KILLING PABLO
Mark Bowden
Mike from Hobart read a book...
Mark Bowden, author of Blackhawk Down, spares no secrets in his tale of the world’s most notorious outlaw, Pablo Escobar. The writing is honest, straightforward, and based on an endless trail of research and interviews conducted with figures from both Colombia and the United States who were instrumental in Escobar’s downfall. The writing is direct and fast paced, filled with shady characters shifting in and out of Colombia’s seedy drug world, forcing the reader to keep up with an ever-changing and escalating climate of violence. Bowden has a talent for bringing the reader face to face with the dark and often vile nature of his characters.
Killing Pablo chronicles Pablo’s life -- from chubby, middle-class suburban car thief, to Colombian Congressman, cocaine kingpin, and Forbes multi-billionaire. Pablo’s life was a product of violence and lawlessness that festered in Colombia long before his birth. Murder was simply the way of life, and that way of life was exacerbated when Pablo muscled his way into the cocaine-trafficking boom of the 1970s. From the very beginning he met his enemies with death, be they rival cartel members or government officials. By 1983, Pablo and his ringleaders controlled 70 to 80 percent of Colombia’s cocaine industry, an industry that earned them billions of dollars annually.

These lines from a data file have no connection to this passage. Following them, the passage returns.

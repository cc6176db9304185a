//! Numeric expression evaluation for the calculator tool.
//!
//! Supports `+ - * / %`, `**` and `^` for powers (right associative, binding
//! tighter than unary minus), parentheses, the constants `pi` and `e`, and a
//! small set of single-argument functions.

use thiserror::Error;

const MAX_DEPTH: usize = 64;

#[derive(Debug, Clone, PartialEq, Error)]
pub enum MathError {
    #[error("unexpected character '{0}' at position {1}")]
    UnexpectedChar(char, usize),

    #[error("unexpected end of expression")]
    UnexpectedEnd,

    #[error("unexpected token '{0}'")]
    UnexpectedToken(String),

    #[error("unknown name '{0}'")]
    UnknownName(String),

    #[error("division by zero")]
    DivisionByZero,

    #[error("result is not a finite number")]
    NotFinite,

    #[error("expression is nested too deeply")]
    TooDeep,
}

#[derive(Debug, Clone, PartialEq)]
enum Token {
    Number(f64),
    Ident(String),
    Plus,
    Minus,
    Star,
    Slash,
    Percent,
    Power,
    LParen,
    RParen,
}

impl std::fmt::Display for Token {
    fn fmt(&self, f: &mut std::fmt::Formatter<'_>) -> std::fmt::Result {
        match self {
            Token::Number(n) => write!(f, "{}", n),
            Token::Ident(name) => write!(f, "{}", name),
            Token::Plus => write!(f, "+"),
            Token::Minus => write!(f, "-"),
            Token::Star => write!(f, "*"),
            Token::Slash => write!(f, "/"),
            Token::Percent => write!(f, "%"),
            Token::Power => write!(f, "**"),
            Token::LParen => write!(f, "("),
            Token::RParen => write!(f, ")"),
        }
    }
}

/// Evaluate an expression to a finite number.
pub fn evaluate(expression: &str) -> Result<f64, MathError> {
    let tokens = tokenize(expression)?;
    let mut parser = Parser {
        tokens: &tokens,
        pos: 0,
        depth: 0,
    };

    let value = parser.expr()?;
    if let Some(token) = parser.peek() {
        return Err(MathError::UnexpectedToken(token.to_string()));
    }
    if !value.is_finite() {
        return Err(MathError::NotFinite);
    }
    Ok(value)
}

/// Format a result the way a calculator would print it.
///
/// Integral values print without a fractional part.
pub fn format_number(value: f64) -> String {
    if value.fract() == 0.0 && value.abs() < 1e15 {
        format!("{}", value as i64)
    } else {
        format!("{}", value)
    }
}

fn tokenize(input: &str) -> Result<Vec<Token>, MathError> {
    let chars: Vec<char> = input.chars().collect();
    let mut tokens = Vec::new();
    let mut i = 0;

    while i < chars.len() {
        let c = chars[i];
        match c {
            c if c.is_whitespace() => i += 1,
            '0'..='9' | '.' => {
                let start = i;
                while i < chars.len() && (chars[i].is_ascii_digit() || chars[i] == '.') {
                    i += 1;
                }
                // Only an exponent when digits follow; a bare `2e` is left for the parser to reject.
                if i < chars.len() && (chars[i] == 'e' || chars[i] == 'E') {
                    let mut j = i + 1;
                    if j < chars.len() && (chars[j] == '+' || chars[j] == '-') {
                        j += 1;
                    }
                    if j < chars.len() && chars[j].is_ascii_digit() {
                        while j < chars.len() && chars[j].is_ascii_digit() {
                            j += 1;
                        }
                        i = j;
                    }
                }
                let literal: String = chars[start..i].iter().collect();
                let number = literal
                    .parse::<f64>()
                    .map_err(|_| MathError::UnexpectedToken(literal.clone()))?;
                tokens.push(Token::Number(number));
            }
            c if c.is_alphabetic() || c == '_' => {
                let start = i;
                while i < chars.len() && (chars[i].is_alphanumeric() || chars[i] == '_') {
                    i += 1;
                }
                tokens.push(Token::Ident(
                    chars[start..i].iter().collect::<String>().to_lowercase(),
                ));
            }
            '*' if chars.get(i + 1) == Some(&'*') => {
                tokens.push(Token::Power);
                i += 2;
            }
            '+' => {
                tokens.push(Token::Plus);
                i += 1;
            }
            '-' => {
                tokens.push(Token::Minus);
                i += 1;
            }
            '*' | '×' => {
                tokens.push(Token::Star);
                i += 1;
            }
            '/' | '÷' => {
                tokens.push(Token::Slash);
                i += 1;
            }
            '%' => {
                tokens.push(Token::Percent);
                i += 1;
            }
            '^' => {
                tokens.push(Token::Power);
                i += 1;
            }
            '(' => {
                tokens.push(Token::LParen);
                i += 1;
            }
            ')' => {
                tokens.push(Token::RParen);
                i += 1;
            }
            other => return Err(MathError::UnexpectedChar(other, i)),
        }
    }

    Ok(tokens)
}

struct Parser<'a> {
    tokens: &'a [Token],
    pos: usize,
    depth: usize,
}

impl Parser<'_> {
    fn peek(&self) -> Option<&Token> {
        self.tokens.get(self.pos)
    }

    fn next(&mut self) -> Option<Token> {
        let token = self.tokens.get(self.pos).cloned();
        if token.is_some() {
            self.pos += 1;
        }
        token
    }

    fn expect(&mut self, expected: Token) -> Result<(), MathError> {
        match self.next() {
            Some(token) if token == expected => Ok(()),
            Some(token) => Err(MathError::UnexpectedToken(token.to_string())),
            None => Err(MathError::UnexpectedEnd),
        }
    }

    fn descend(&mut self) -> Result<(), MathError> {
        self.depth += 1;
        if self.depth > MAX_DEPTH {
            return Err(MathError::TooDeep);
        }
        Ok(())
    }

    fn expr(&mut self) -> Result<f64, MathError> {
        let mut value = self.term()?;
        loop {
            match self.peek() {
                Some(Token::Plus) => {
                    self.pos += 1;
                    value += self.term()?;
                }
                Some(Token::Minus) => {
                    self.pos += 1;
                    value -= self.term()?;
                }
                _ => return Ok(value),
            }
        }
    }

    fn term(&mut self) -> Result<f64, MathError> {
        let mut value = self.unary()?;
        loop {
            match self.peek() {
                Some(Token::Star) => {
                    self.pos += 1;
                    value *= self.unary()?;
                }
                Some(Token::Slash) => {
                    self.pos += 1;
                    let divisor = self.unary()?;
                    if divisor == 0.0 {
                        return Err(MathError::DivisionByZero);
                    }
                    value /= divisor;
                }
                Some(Token::Percent) => {
                    self.pos += 1;
                    let divisor = self.unary()?;
                    if divisor == 0.0 {
                        return Err(MathError::DivisionByZero);
                    }
                    value = value.rem_euclid(divisor);
                }
                _ => return Ok(value),
            }
        }
    }

    fn unary(&mut self) -> Result<f64, MathError> {
        match self.peek() {
            Some(Token::Minus) => {
                self.pos += 1;
                self.descend()?;
                let value = -self.unary()?;
                self.depth -= 1;
                Ok(value)
            }
            Some(Token::Plus) => {
                self.pos += 1;
                self.descend()?;
                let value = self.unary()?;
                self.depth -= 1;
                Ok(value)
            }
            _ => self.power(),
        }
    }

    fn power(&mut self) -> Result<f64, MathError> {
        let base = self.atom()?;
        if let Some(Token::Power) = self.peek() {
            self.pos += 1;
            self.descend()?;
            let exponent = self.unary()?;
            self.depth -= 1;
            return Ok(base.powf(exponent));
        }
        Ok(base)
    }

    fn atom(&mut self) -> Result<f64, MathError> {
        match self.next() {
            Some(Token::Number(n)) => Ok(n),
            Some(Token::LParen) => {
                self.descend()?;
                let value = self.expr()?;
                self.depth -= 1;
                self.expect(Token::RParen)?;
                Ok(value)
            }
            Some(Token::Ident(name)) => {
                if let Some(Token::LParen) = self.peek() {
                    self.pos += 1;
                    self.descend()?;
                    let arg = self.expr()?;
                    self.depth -= 1;
                    self.expect(Token::RParen)?;
                    apply(&name, arg)
                } else {
                    constant(&name)
                }
            }
            Some(token) => Err(MathError::UnexpectedToken(token.to_string())),
            None => Err(MathError::UnexpectedEnd),
        }
    }
}

fn constant(name: &str) -> Result<f64, MathError> {
    match name {
        "pi" => Ok(std::f64::consts::PI),
        "e" => Ok(std::f64::consts::E),
        _ => Err(MathError::UnknownName(name.to_string())),
    }
}

fn apply(name: &str, arg: f64) -> Result<f64, MathError> {
    let value = match name {
        "sqrt" => arg.sqrt(),
        "abs" => arg.abs(),
        "exp" => arg.exp(),
        "log" | "ln" => arg.ln(),
        "log10" => arg.log10(),
        "sin" => arg.sin(),
        "cos" => arg.cos(),
        "tan" => arg.tan(),
        "floor" => arg.floor(),
        "ceil" => arg.ceil(),
        "round" => arg.round(),
        _ => return Err(MathError::UnknownName(name.to_string())),
    };
    Ok(value)
}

Bowden also takes us into Pablo’s private world of lavish parties, endless supplies of marijuana, throngs of teenage girls, his political and legal battles, and most notably, the cruel and lethal scope of his power. Yet, through the smoke of urban warfare, we are also presented with a different Pablo Escobar--a family man, a gentle and polite man who spent millions of dollars making his hometown a better place to live. He financed road construction, built soccer fields and housing for the poor, even gave money away at personal appearances. We are taken into the mind of a man that genuinely thought of himself as a good man, a benefactor, a sponsor for the poor.
Escobar’s story is an incredible one, almost unbelievable at times. He was a man who rarely left his hometown, but a man whose hand reached into the pockets of government officials across Colombia, and a man whose hand struck people down across the globe. At the height of Escobar’s power, there were few people who crossed him and got away with it. Judges, jurors, reporters, police, and even high ranking government officials who opposed him were tracked down and murdered. He brought the government to its knees through a vicious shooting, bombing, and kidnapping campaign that left thousands of people dead. In 1989, Pablo ordered the murder of the front runner for the Colombian presidency. Shortly after, in an attempt to kill the presidential successor, Pablo’s men planted a bomb on an Avianca airliner, blowing it out of the sky and killing all 110 passengers, including two Americans. It was an act of international terror that would secretly move large numbers of CIA personnel and American Special Forces into Colombia.
Bowden shifts gears several times in the story, going great lengths to expose the clandestine American intervention in the Colombian crisis. We hear of 50-million-dollar spy planes being flown in by the Pentagon, the extensive and covert surveillance equipment, hundreds of botched raids, torture, and even the CIA’s collaboration with local death squads in the hunting down and killing of MedellĂn cartel members and ultimately, Pablo himself.
In the end, Bowden’s portrayal of Escobar is one that has you reluctantly rooting for the bad guy, knowing that despite Escobar’s crimes against humanity and his deluded self-righteousness, he was a man that loved his family and country more than anything in the world. Above all things, like
Blackhawk Down, it is a book that reveals how the United States has willingly and secretly aided in the assassination of powerful political figures at odds with its foreign policy.